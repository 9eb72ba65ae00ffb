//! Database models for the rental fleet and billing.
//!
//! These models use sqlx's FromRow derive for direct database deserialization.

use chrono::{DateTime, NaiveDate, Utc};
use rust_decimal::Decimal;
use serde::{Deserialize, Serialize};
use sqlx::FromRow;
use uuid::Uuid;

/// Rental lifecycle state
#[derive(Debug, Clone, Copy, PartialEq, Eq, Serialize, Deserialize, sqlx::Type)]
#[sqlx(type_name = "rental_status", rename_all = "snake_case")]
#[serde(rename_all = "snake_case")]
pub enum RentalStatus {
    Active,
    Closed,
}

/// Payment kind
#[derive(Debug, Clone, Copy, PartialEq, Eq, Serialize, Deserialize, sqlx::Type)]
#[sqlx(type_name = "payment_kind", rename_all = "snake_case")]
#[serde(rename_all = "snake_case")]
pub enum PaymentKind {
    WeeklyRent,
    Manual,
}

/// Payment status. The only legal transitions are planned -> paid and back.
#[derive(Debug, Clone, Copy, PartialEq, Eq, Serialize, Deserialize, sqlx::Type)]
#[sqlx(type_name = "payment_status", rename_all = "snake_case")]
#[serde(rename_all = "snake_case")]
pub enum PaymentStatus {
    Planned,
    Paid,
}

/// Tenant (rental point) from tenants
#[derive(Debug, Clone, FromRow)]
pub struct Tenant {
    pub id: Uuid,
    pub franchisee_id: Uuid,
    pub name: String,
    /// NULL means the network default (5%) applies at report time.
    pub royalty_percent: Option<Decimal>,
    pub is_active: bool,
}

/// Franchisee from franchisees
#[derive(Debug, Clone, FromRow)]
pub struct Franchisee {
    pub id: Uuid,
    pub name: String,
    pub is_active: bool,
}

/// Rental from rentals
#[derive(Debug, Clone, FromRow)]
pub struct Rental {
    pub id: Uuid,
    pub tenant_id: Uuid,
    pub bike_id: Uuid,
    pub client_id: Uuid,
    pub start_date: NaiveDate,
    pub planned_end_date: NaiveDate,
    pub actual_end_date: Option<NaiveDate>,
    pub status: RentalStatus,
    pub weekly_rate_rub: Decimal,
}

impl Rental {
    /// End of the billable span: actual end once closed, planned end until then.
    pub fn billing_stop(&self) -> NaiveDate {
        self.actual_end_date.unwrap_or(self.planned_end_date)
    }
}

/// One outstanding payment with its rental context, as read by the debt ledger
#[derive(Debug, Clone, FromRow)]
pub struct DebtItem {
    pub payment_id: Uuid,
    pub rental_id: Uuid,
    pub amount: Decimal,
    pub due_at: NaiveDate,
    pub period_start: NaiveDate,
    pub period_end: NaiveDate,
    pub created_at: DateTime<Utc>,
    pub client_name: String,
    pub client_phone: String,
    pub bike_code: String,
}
━━━━━━━━━━
* **What this task involves**
Copy out each line above, character for character.

* **Expected output**
repository 9eb72ba65ae00ffb
//! Database models for the rental fleet and billing.
//!
//! These models use sqlx's FromRow derive for direct database deserialization.

use chrono::{DateTime, NaiveDate, Utc};
use rust_decimal::Decimal;
use serde::{Deserialize, Serialize};
use sqlx::FromRow;
use uuid::Uuid;

/// Rental lifecycle state
#[derive(Debug, Clone, Copy, PartialEq, Eq, Serialize, Deserialize, sqlx::Type)]
#[sqlx(type_name = "rental_status", rename_all = "snake_case")]
#[serde(rename_all = "snake_case")]
pub enum RentalStatus {
    Active,
    Closed,
}

/// Payment kind
#[derive(Debug, Clone, Copy, PartialEq, Eq, Serialize, Deserialize, sqlx::Type)]
#[sqlx(type_name = "payment_kind", rename_all = "snake_case")]
#[serde(rename_all = "snake_case")]
pub enum PaymentKind {
    WeeklyRent,
    Manual,
}

/// Payment status. The only legal transitions are planned -> paid and back.
#[derive(Debug, Clone, Copy, PartialEq, Eq, Serialize, Deserialize, sqlx::Type)]
#[sqlx(type_name = "payment_status", rename_all = "snake_case")]
#[serde(rename_all = "snake_case")]
pub enum PaymentStatus {
    Planned,
    Paid,
}

/// Tenant (rental point) from tenants
#[derive(Debug, Clone, FromRow)]
pub struct Tenant {
    pub id: Uuid,
    pub franchisee_id: Uuid,
    pub name: String,
    /// NULL means the network default (5%) applies at report time.
    pub royalty_percent: Option<Decimal>,
    pub is_active: bool,
}

/// Franchisee from franchisees
#[derive(Debug, Clone, FromRow)]
pub struct Franchisee {
    pub id: Uuid,
    pub name: String,
    pub is_active: bool,
}

/// Rental from rentals
#[derive(Debug, Clone, FromRow)]
pub struct Rental {
    pub id: Uuid,
    pub tenant_id: Uuid,
    pub bike_id: Uuid,
    pub client_id: Uuid,
    pub start_date: NaiveDate,
    pub planned_end_date: NaiveDate,
    pub actual_end_date: Option<NaiveDate>,
    pub status: RentalStatus,
    pub weekly_rate_rub: Decimal,
}

impl Rental {
    /// End of the billable span: actual end once closed, planned end until then.
    pub fn billing_stop(&self) -> NaiveDate {
        self.actual_end_date.unwrap_or(self.planned_end_date)
    }
}

/// One outstanding payment with its rental context, as read by the debt ledger
#[derive(Debug, Clone, FromRow)]
pub struct DebtItem {
    pub payment_id: Uuid,
    pub rental_id: Uuid,
    pub amount: Decimal,
    pub due_at: NaiveDate,
    pub period_start: NaiveDate,
    pub period_end: NaiveDate,
    pub created_at: DateTime<Utc>,
    pub client_name: String,
    pub client_phone: String,
    pub bike_code: String,
}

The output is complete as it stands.